Vale la pena repetir el hecho de que existen numerosas pistas—en las experiencias de países como India, China, Marruecos y México, entre otros—sobre cómo elaborar una serie programas que les saquen partida a la ola migratoria para fomentar el desarrollo. Interesantemente, en el 1948 se creó un oficina de empleo y migración del gobierno de Puerto Rico que articuló una política pública y ejecutó varios programas de acercamiento a la diáspora. A pesar de que sirvió principalmente para fomentar procesos de asimilación y adelantar la agenda socioeconómica del ELA, es un precedente histórico autóctono. Sin embargo, y como sugieren algunos expertos, no se trata de calcar programas del extranjero y de antaño, sino de adoptar una nueva mentalidad que nos ayude a conocer mejor a nuestra diáspora contemporánea, generar confianza entre amplios sectores migrantes y trabajar mano a mano con algunos actores claves. Es decir, las novatadas están de más.

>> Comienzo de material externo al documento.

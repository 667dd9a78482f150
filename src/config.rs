//! Layered configuration loading using figment.
//!
//! Sources, highest priority first:
//! 1. `SCHOOL_RESULTS_*` environment variables (`__` separates sections)
//! 2. `DATABASE_URL`, mapped to `database.url`
//! 3. `./school-results.toml`, or the file passed with `--config`
//! 4. Built-in defaults

use std::path::{Path, PathBuf};

use figment::{
    providers::{Env, Format, Serialized, Toml},
    Figment,
};
use serde::{Deserialize, Serialize};

use crate::error::ConfigError;
use crate::rank::RankingPolicy;
use crate::report::ReportFormat;

const DEFAULT_CONFIG_FILE: &str = "school-results.toml";

const fn default_max_connections() -> u32 {
    5
}

fn default_title() -> String {
    "Student Results".to_string()
}

#[derive(Debug, Clone, Deserialize, Serialize)]
pub struct DatabaseConfig {
    #[serde(default)]
    pub url: String,

    #[serde(default = "default_max_connections")]
    pub max_connections: u32,
}

impl Default for DatabaseConfig {
    fn default() -> Self {
        Self {
            url: String::new(),
            max_connections: default_max_connections(),
        }
    }
}

impl DatabaseConfig {
    pub fn is_configured(&self) -> bool {
        !self.url.is_empty()
    }
}

#[derive(Debug, Clone, Default, Deserialize, Serialize)]
pub struct RankingConfig {
    #[serde(default)]
    pub policy: RankingPolicy,
}

#[derive(Debug, Clone, Deserialize, Serialize)]
pub struct ReportConfig {
    #[serde(default)]
    pub default_format: ReportFormat,

    #[serde(default = "default_title")]
    pub title: String,
}

impl Default for ReportConfig {
    fn default() -> Self {
        Self {
            default_format: ReportFormat::default(),
            title: default_title(),
        }
    }
}

#[derive(Debug, Clone, Default, Deserialize, Serialize)]
pub struct AppConfig {
    #[serde(default)]
    pub database: DatabaseConfig,
    #[serde(default)]
    pub ranking: RankingConfig,
    #[serde(default)]
    pub report: ReportConfig,
}

impl AppConfig {
    pub fn load(config_path: Option<&Path>) -> Result<Self, ConfigError> {
        let config: Self = Self::figment(config_path).extract()?;
        config.validate()?;
        Ok(config)
    }

    pub fn figment(config_path: Option<&Path>) -> Figment {
        let mut figment = Figment::from(Serialized::defaults(Self::default()));

        let path = config_path
            .map(Path::to_path_buf)
            .unwrap_or_else(|| PathBuf::from(DEFAULT_CONFIG_FILE));
        if path.exists() {
            figment = figment.merge(Toml::file(path));
        }

        figment
            .merge(Env::raw().only(&["DATABASE_URL"]).map(|_| "database.url".into()))
            .merge(Env::prefixed("SCHOOL_RESULTS_").ignore(&["LOG"]).split("__"))
    }

    fn validate(&self) -> Result<(), ConfigError> {
        if self.database.max_connections == 0 {
            return Err(ConfigError::InvalidValue {
                field: "database.max_connections".to_string(),
                reason: "must be at least 1".to_string(),
            });
        }
        Ok(())
    }

    /// Database settings, for commands that need a connection.
    pub fn require_database(&self) -> Result<&DatabaseConfig, ConfigError> {
        if self.database.is_configured() {
            Ok(&self.database)
        } else {
            Err(ConfigError::NotConfigured {
                section: "database".to_string(),
            })
        }
    }
}

#[cfg(test)]
mod tests {
    use super::*;
    use figment::Jail;

    #[test]
    fn defaults_are_correct() {
        let config = AppConfig::default();
        assert!(!config.database.is_configured());
        assert_eq!(config.database.max_connections, 5);
        assert_eq!(config.ranking.policy, RankingPolicy::Positional);
        assert_eq!(config.report.default_format, ReportFormat::Markdown);
        assert_eq!(config.report.title, "Student Results");
    }

    #[test]
    fn database_url_env_is_picked_up() {
        Jail::expect_with(|jail| {
            jail.set_env("DATABASE_URL", "postgres://localhost/school");
            let config = AppConfig::load(None).expect("config loads");
            assert_eq!(config.database.url, "postgres://localhost/school");
            Ok(())
        });
    }

    #[test]
    fn prefixed_env_beats_toml_and_database_url() {
        Jail::expect_with(|jail| {
            jail.create_file(
                "school-results.toml",
                r#"
                [database]
                url = "postgres://toml/school"
                max_connections = 2

                [ranking]
                policy = "dense"

                [report]
                title = "Form 2 Results"
                "#,
            )?;
            jail.set_env("DATABASE_URL", "postgres://plain/school");
            jail.set_env("SCHOOL_RESULTS_DATABASE__URL", "postgres://prefixed/school");

            let config = AppConfig::load(None).expect("config loads");
            assert_eq!(config.database.url, "postgres://prefixed/school");
            assert_eq!(config.database.max_connections, 2);
            assert_eq!(config.ranking.policy, RankingPolicy::Dense);
            assert_eq!(config.report.title, "Form 2 Results");
            Ok(())
        });
    }

    #[test]
    fn zero_connections_is_rejected() {
        Jail::expect_with(|jail| {
            jail.set_env("SCHOOL_RESULTS_DATABASE__MAX_CONNECTIONS", "0");
            let error = AppConfig::load(None).expect_err("invalid pool size");
            assert!(matches!(error, ConfigError::InvalidValue { .. }));
            Ok(())
        });
    }

    #[test]
    fn missing_database_is_reported() {
        let config = AppConfig::default();
        let error = config.require_database().expect_err("no database url");
        assert!(matches!(error, ConfigError::NotConfigured { .. }));
    }
}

Necesitamos generar una nueva conversación transnacional sobre el tema migratorio. Este diálogo debe de partir una mirada distinta al fenómeno, una que rebase el histrionismo desmedido del relato mediático actual, que parece estar inspirado por la debacle migratoria relatada en La carreta de René Marqués. Cambiar la conversación no debe ser una tarea difícil, especialmente porque hoy contamos con estudios, reportajes, filmes, poemas, cuentos y temas musicales, y un enorme rastro de las relaciones entre los que se quedan y se van en las redes sociales, producidos dentro y fuera de la isla, que reconstruyen puentes sólidos entre nuestros múltiples lugares de origen y destino. Pero tampoco es un ejercicio fácil pues requiere una sensibilidad particular para entender que muchas de nuestras trabas, y la negación de que somos un pueblo migrante, emanan de una culpa por el abandono y a un sentido patrio trasnochado que venimos arrastrando hace décadas.
Esta columna fue publicada originalmente en El Nuevo Día el 18 de enero de 2015.